--- Work required ---
Starting from the line that holds "self.build_city_map().map(|_| ())", print each remaining line of the entries exactly, ending with the last.
□ □ □ □ □ □ □
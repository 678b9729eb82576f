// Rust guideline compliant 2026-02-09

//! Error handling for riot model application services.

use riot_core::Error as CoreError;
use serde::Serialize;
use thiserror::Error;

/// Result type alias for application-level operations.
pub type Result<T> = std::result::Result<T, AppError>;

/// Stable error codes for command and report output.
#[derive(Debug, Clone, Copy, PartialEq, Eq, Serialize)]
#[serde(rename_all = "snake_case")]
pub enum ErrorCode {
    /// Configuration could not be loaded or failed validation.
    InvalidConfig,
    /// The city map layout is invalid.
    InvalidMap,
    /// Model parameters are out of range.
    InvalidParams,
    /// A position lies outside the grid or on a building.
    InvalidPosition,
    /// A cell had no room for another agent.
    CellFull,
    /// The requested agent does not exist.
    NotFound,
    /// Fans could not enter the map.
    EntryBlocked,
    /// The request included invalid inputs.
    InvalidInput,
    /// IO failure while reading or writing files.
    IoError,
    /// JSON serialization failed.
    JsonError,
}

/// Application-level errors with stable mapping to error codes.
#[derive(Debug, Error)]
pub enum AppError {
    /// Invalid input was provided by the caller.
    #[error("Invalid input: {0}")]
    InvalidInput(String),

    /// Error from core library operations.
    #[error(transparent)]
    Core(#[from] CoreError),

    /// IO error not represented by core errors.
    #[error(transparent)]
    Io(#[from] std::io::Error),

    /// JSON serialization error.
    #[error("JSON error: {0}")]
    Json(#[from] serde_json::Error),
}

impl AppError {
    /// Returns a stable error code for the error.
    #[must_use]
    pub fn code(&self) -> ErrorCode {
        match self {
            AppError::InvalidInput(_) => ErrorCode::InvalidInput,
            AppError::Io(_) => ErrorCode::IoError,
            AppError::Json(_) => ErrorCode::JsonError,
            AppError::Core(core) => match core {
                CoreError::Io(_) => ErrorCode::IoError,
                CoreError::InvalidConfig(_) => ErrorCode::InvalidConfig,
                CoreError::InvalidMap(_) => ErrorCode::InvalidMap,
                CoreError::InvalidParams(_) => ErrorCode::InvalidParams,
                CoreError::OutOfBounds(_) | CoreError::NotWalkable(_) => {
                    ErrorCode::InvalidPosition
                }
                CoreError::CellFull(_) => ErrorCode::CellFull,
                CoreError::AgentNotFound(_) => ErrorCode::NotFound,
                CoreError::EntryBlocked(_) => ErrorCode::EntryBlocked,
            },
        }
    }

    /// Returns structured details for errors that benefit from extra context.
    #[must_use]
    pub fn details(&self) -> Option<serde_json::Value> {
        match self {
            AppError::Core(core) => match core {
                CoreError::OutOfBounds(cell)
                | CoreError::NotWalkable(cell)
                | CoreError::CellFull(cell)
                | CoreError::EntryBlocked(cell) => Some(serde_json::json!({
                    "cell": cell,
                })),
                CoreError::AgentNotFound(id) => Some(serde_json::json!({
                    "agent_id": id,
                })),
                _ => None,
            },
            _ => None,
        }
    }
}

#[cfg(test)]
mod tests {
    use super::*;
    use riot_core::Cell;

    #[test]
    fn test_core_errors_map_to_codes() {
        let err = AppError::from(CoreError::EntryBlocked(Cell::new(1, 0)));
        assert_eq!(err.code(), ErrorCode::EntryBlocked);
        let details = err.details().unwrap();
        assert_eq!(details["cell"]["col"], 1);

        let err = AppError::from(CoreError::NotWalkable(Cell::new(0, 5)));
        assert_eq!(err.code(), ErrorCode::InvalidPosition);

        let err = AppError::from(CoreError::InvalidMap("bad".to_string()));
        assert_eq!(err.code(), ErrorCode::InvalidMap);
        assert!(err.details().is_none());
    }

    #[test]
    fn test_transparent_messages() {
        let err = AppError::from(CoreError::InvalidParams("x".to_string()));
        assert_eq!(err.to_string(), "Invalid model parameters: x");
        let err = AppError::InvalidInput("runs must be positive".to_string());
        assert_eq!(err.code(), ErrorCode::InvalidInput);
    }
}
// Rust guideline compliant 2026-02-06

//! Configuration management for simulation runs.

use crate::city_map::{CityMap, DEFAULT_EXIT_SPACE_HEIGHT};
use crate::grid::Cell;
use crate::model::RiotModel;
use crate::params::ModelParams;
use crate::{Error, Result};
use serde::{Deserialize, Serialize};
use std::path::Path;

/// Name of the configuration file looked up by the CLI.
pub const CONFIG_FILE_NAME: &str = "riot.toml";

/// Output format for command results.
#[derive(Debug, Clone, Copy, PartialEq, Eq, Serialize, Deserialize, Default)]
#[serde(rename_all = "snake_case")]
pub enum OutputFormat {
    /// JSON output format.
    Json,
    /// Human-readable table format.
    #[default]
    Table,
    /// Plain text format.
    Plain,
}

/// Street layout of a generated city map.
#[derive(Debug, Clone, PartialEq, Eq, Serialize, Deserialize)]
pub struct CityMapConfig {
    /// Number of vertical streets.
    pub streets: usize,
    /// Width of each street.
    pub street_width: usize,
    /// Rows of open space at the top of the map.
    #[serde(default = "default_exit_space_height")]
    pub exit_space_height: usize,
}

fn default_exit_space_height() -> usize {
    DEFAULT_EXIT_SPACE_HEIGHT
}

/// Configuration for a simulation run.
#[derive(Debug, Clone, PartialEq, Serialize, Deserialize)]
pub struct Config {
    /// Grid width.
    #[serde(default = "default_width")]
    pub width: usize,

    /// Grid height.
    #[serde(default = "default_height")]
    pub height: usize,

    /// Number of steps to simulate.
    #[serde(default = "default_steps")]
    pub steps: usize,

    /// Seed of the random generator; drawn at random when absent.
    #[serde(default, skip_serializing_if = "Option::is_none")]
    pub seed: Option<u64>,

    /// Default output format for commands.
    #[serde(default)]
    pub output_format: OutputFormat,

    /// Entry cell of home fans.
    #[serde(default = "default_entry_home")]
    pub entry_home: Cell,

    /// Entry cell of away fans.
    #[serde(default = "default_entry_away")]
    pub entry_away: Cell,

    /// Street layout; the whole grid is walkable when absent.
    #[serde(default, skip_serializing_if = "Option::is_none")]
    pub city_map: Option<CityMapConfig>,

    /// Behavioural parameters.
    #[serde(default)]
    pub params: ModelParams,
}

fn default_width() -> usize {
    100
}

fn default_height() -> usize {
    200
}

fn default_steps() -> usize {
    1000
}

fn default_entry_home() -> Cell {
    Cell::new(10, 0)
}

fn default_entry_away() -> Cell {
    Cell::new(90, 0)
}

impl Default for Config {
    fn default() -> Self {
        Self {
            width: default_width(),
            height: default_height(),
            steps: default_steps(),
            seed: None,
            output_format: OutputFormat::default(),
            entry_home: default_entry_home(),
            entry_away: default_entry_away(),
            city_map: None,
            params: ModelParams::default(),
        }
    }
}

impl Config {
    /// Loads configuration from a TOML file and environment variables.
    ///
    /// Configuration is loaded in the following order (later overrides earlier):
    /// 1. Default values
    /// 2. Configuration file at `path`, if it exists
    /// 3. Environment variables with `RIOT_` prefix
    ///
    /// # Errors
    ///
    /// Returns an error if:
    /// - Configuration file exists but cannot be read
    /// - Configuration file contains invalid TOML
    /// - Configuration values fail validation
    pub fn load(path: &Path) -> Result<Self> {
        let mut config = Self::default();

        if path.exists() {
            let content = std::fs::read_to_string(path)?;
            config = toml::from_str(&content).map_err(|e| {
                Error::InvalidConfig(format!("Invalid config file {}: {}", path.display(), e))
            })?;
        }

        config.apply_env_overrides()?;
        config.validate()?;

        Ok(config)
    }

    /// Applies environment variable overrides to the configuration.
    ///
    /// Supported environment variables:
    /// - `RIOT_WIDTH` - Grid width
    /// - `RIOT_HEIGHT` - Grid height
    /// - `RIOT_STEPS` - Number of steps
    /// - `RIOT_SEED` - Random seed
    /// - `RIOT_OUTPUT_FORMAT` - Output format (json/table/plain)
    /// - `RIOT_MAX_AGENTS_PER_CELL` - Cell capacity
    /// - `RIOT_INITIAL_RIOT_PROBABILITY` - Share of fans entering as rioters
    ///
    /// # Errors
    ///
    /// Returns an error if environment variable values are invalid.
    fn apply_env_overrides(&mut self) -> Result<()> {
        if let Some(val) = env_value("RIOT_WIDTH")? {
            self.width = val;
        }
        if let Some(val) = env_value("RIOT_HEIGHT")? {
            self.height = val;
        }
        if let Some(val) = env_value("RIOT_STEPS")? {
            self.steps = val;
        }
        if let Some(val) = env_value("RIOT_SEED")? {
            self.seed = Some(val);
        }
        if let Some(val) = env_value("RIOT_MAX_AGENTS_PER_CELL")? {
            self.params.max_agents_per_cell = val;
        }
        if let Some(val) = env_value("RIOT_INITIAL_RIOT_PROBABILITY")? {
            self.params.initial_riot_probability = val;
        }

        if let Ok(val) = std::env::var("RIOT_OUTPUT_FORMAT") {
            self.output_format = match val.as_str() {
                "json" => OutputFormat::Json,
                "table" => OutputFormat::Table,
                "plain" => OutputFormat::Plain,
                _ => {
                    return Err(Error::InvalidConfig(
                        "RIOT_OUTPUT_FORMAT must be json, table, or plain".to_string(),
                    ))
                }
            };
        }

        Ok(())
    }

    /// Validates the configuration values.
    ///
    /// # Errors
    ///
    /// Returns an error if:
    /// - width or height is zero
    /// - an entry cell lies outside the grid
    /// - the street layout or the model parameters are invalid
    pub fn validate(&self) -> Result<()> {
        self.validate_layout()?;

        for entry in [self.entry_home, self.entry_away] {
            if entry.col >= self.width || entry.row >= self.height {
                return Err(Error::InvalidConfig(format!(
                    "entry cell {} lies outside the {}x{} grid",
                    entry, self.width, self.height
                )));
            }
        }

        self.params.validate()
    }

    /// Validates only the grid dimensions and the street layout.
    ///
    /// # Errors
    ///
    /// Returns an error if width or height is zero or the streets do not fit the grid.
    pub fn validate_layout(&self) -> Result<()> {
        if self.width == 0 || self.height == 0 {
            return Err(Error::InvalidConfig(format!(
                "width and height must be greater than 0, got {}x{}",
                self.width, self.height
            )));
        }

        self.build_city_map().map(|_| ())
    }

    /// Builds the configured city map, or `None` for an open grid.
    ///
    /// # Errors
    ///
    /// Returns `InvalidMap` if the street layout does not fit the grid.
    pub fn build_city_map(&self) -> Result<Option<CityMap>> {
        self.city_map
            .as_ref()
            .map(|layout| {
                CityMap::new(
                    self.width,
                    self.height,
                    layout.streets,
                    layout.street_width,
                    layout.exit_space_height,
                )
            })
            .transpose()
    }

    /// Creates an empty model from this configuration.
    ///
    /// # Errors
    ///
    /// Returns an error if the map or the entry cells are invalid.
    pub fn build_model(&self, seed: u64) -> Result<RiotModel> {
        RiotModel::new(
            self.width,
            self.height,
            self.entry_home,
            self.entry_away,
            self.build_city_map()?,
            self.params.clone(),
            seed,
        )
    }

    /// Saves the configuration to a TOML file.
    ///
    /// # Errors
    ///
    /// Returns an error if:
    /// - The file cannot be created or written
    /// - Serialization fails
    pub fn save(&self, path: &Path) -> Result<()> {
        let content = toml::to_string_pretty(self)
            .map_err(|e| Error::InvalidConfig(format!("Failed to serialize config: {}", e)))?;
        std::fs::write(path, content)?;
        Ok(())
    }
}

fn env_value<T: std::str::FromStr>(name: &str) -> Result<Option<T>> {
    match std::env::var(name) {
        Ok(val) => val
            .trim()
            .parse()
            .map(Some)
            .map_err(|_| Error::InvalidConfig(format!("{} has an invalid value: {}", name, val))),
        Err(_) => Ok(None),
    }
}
□ □ □ □ □ □ □
--- Written answer ---
        self.build_city_map().map(|_| ())
    }

    /// Builds the configured city map, or `None` for an open grid.
    ///
    /// # Errors
    ///
    /// Returns `InvalidMap` if the street layout does not fit the grid.
    pub fn build_city_map(&self) -> Result<Option<CityMap>> {
        self.city_map
            .as_ref()
            .map(|layout| {
                CityMap::new(
                    self.width,
                    self.height,
                    layout.streets,
                    layout.street_width,
                    layout.exit_space_height,
                )
            })
            .transpose()
    }

    /// Creates an empty model from this configuration.
    ///
    /// # Errors
    ///
    /// Returns an error if the map or the entry cells are invalid.
    pub fn build_model(&self, seed: u64) -> Result<RiotModel> {
        RiotModel::new(
            self.width,
            self.height,
            self.entry_home,
            self.entry_away,
            self.build_city_map()?,
            self.params.clone(),
            seed,
        )
    }

    /// Saves the configuration to a TOML file.
    ///
    /// # Errors
    ///
    /// Returns an error if:
    /// - The file cannot be created or written
    /// - Serialization fails
    pub fn save(&self, path: &Path) -> Result<()> {
        let content = toml::to_string_pretty(self)
            .map_err(|e| Error::InvalidConfig(format!("Failed to serialize config: {}", e)))?;
        std::fs::write(path, content)?;
        Ok(())
    }
}

fn env_value<T: std::str::FromStr>(name: &str) -> Result<Option<T>> {
    match std::env::var(name) {
        Ok(val) => val
            .trim()
            .parse()
            .map(Some)
            .map_err(|_| Error::InvalidConfig(format!("{} has an invalid value: {}", name, val))),
        Err(_) => Ok(None),
    }
}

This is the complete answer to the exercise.